*** Provided records Section Begins ***

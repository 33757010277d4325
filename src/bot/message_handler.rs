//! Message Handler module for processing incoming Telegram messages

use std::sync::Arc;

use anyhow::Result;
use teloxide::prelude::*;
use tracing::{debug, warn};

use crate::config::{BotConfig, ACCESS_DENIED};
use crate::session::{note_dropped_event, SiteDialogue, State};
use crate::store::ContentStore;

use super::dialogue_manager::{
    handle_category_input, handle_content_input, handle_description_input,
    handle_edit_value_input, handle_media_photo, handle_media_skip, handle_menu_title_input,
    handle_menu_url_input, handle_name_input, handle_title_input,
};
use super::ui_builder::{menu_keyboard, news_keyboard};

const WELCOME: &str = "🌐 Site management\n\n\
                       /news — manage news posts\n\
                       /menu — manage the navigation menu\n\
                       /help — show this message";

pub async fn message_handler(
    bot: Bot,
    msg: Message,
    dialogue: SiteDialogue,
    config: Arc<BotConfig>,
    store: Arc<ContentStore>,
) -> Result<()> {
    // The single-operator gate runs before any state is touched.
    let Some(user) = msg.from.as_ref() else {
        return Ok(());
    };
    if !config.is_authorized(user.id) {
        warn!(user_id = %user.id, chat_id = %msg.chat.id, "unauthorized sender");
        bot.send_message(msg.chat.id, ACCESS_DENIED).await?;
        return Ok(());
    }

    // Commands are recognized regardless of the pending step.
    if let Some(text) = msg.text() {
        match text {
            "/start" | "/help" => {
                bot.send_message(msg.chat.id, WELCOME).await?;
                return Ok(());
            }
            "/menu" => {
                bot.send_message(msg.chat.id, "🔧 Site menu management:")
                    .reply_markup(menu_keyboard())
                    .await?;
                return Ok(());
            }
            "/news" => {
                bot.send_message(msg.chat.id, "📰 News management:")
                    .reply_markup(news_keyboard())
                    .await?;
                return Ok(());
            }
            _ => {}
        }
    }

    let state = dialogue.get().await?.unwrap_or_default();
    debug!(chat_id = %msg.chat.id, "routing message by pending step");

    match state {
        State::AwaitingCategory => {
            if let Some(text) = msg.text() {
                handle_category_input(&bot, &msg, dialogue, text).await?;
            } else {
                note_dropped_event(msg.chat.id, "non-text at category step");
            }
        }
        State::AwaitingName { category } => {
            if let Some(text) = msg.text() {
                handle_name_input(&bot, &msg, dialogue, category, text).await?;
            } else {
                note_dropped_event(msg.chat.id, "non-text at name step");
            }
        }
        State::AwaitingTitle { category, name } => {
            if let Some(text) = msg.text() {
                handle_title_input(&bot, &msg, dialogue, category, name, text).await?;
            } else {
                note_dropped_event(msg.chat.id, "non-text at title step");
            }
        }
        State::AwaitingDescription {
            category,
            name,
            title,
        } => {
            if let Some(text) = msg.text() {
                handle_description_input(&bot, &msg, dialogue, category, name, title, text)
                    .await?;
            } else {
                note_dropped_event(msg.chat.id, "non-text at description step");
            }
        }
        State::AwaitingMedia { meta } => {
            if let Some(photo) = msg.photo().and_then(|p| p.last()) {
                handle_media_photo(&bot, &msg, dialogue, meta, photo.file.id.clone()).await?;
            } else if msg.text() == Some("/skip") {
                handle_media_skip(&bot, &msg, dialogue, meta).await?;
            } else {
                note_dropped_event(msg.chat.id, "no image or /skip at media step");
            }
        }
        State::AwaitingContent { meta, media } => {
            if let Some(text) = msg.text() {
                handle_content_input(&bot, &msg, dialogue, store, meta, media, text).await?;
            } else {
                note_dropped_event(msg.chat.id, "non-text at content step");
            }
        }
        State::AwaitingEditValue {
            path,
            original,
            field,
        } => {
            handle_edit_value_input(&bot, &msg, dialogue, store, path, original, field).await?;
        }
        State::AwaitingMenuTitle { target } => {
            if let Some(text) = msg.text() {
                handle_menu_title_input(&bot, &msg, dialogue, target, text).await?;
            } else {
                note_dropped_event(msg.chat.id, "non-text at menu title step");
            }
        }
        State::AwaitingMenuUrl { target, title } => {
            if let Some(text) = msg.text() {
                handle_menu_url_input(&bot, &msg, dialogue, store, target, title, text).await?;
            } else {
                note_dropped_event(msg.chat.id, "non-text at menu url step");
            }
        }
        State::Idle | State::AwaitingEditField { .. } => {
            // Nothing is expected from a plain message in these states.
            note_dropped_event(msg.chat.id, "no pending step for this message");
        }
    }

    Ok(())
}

*** Provided records Section Ends ***

Problem statement. Identify the lines in the entries above that contain "config", then copy them out.

Answer section.
use crate::config::{BotConfig, ACCESS_DENIED};
    config: Arc<BotConfig>,
    if !config.is_authorized(user.id) {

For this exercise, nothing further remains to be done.